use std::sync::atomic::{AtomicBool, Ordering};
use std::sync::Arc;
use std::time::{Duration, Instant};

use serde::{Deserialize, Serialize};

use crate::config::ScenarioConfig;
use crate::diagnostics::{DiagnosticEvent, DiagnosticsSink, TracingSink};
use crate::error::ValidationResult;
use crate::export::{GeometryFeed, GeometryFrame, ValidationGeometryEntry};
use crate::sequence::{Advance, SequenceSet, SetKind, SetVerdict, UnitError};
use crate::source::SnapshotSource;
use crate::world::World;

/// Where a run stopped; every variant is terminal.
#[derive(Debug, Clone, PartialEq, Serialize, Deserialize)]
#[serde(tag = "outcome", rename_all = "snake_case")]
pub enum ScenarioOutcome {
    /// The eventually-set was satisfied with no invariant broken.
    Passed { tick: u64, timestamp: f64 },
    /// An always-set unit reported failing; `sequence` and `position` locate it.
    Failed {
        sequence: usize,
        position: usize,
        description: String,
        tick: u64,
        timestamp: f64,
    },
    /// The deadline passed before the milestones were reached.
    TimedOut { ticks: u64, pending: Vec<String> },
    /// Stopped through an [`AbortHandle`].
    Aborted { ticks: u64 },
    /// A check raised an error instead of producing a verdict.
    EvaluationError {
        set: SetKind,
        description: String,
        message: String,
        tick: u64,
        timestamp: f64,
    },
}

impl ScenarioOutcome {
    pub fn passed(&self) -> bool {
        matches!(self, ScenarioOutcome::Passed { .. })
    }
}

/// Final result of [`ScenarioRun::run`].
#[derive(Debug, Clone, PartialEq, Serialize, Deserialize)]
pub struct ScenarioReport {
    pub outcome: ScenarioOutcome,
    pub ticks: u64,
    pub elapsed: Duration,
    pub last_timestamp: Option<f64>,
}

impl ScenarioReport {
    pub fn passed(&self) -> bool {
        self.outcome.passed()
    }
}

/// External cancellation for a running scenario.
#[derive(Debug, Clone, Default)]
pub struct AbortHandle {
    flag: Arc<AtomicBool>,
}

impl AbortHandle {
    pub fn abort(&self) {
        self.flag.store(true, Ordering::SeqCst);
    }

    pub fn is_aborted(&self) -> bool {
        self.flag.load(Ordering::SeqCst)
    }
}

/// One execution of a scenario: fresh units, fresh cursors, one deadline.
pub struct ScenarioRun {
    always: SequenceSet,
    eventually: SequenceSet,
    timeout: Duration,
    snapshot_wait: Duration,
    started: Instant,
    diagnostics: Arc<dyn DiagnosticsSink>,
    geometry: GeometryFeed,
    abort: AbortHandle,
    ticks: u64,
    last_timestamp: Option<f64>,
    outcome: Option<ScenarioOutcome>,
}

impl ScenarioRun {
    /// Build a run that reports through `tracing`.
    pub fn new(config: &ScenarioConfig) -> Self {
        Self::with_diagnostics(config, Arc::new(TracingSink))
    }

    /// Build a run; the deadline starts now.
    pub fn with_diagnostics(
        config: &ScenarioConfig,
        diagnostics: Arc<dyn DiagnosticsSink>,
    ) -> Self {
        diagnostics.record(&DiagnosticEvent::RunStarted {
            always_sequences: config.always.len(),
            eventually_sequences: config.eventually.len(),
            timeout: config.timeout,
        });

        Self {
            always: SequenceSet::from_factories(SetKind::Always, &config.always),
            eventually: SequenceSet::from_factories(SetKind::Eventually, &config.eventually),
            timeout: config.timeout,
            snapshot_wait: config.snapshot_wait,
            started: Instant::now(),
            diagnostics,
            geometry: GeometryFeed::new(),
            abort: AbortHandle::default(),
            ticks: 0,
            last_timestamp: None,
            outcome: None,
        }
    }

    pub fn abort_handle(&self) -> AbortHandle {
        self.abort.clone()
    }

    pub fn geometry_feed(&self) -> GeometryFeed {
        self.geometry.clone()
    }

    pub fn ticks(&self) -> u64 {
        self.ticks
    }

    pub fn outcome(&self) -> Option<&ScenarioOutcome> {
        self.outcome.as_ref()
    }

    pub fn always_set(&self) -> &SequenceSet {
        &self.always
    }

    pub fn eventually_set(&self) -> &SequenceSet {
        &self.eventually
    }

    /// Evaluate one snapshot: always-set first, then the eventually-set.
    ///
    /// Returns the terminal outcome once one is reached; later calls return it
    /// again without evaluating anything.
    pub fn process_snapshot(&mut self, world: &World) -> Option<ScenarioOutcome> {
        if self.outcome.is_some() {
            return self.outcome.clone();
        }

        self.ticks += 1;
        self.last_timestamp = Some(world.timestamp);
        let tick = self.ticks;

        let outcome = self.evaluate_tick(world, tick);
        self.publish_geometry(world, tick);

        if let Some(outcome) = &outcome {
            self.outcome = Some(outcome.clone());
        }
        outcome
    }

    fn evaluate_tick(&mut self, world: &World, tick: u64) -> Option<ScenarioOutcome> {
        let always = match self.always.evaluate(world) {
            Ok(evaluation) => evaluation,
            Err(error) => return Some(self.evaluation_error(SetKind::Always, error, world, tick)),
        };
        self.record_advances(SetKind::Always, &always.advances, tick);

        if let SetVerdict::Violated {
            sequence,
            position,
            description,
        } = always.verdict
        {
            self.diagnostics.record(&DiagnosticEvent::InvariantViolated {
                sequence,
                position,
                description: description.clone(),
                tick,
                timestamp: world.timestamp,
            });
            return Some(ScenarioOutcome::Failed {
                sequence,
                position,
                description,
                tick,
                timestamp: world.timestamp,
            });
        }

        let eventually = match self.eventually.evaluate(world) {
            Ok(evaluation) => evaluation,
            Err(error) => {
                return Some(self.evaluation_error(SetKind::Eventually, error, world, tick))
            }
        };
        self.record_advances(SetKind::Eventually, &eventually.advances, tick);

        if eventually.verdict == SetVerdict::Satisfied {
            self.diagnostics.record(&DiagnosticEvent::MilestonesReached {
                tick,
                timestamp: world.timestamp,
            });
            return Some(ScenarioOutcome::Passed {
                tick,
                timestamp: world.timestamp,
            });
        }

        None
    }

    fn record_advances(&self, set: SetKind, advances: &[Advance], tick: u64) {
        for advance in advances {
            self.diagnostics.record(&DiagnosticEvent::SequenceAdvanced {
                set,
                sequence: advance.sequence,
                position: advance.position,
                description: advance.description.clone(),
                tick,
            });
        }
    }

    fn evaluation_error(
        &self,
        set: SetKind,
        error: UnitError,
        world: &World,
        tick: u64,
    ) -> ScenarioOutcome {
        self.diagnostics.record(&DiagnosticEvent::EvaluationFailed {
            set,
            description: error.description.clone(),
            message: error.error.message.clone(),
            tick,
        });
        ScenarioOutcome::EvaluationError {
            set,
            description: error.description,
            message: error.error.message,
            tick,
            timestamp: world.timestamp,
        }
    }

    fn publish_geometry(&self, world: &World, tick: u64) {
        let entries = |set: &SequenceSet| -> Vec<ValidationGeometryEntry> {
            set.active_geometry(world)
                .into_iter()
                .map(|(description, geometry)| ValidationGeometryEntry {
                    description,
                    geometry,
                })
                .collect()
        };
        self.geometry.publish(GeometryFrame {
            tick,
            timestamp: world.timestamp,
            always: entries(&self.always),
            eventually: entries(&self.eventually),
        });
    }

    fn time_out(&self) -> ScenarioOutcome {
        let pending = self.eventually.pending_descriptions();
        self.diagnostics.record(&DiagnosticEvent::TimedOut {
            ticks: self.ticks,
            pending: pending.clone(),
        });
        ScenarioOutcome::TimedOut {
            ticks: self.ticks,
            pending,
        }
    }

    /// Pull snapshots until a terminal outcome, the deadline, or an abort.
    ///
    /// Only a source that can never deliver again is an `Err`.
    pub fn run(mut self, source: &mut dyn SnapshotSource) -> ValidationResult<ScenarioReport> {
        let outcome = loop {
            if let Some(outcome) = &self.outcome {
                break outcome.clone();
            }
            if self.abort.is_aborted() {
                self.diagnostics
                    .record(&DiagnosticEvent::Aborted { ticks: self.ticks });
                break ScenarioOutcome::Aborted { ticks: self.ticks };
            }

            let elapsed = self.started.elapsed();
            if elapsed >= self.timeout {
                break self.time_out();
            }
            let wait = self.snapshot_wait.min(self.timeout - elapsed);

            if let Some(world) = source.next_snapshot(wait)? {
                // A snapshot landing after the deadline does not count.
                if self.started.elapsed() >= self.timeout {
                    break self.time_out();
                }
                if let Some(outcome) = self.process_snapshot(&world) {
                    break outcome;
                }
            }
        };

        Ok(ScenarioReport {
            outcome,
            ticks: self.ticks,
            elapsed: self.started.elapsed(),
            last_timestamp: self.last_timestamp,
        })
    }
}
__________________________________________________
Problem requirements: How many lines in the listing above contain the string "ScenarioConfig"? Answer with the number only.

Reply: 3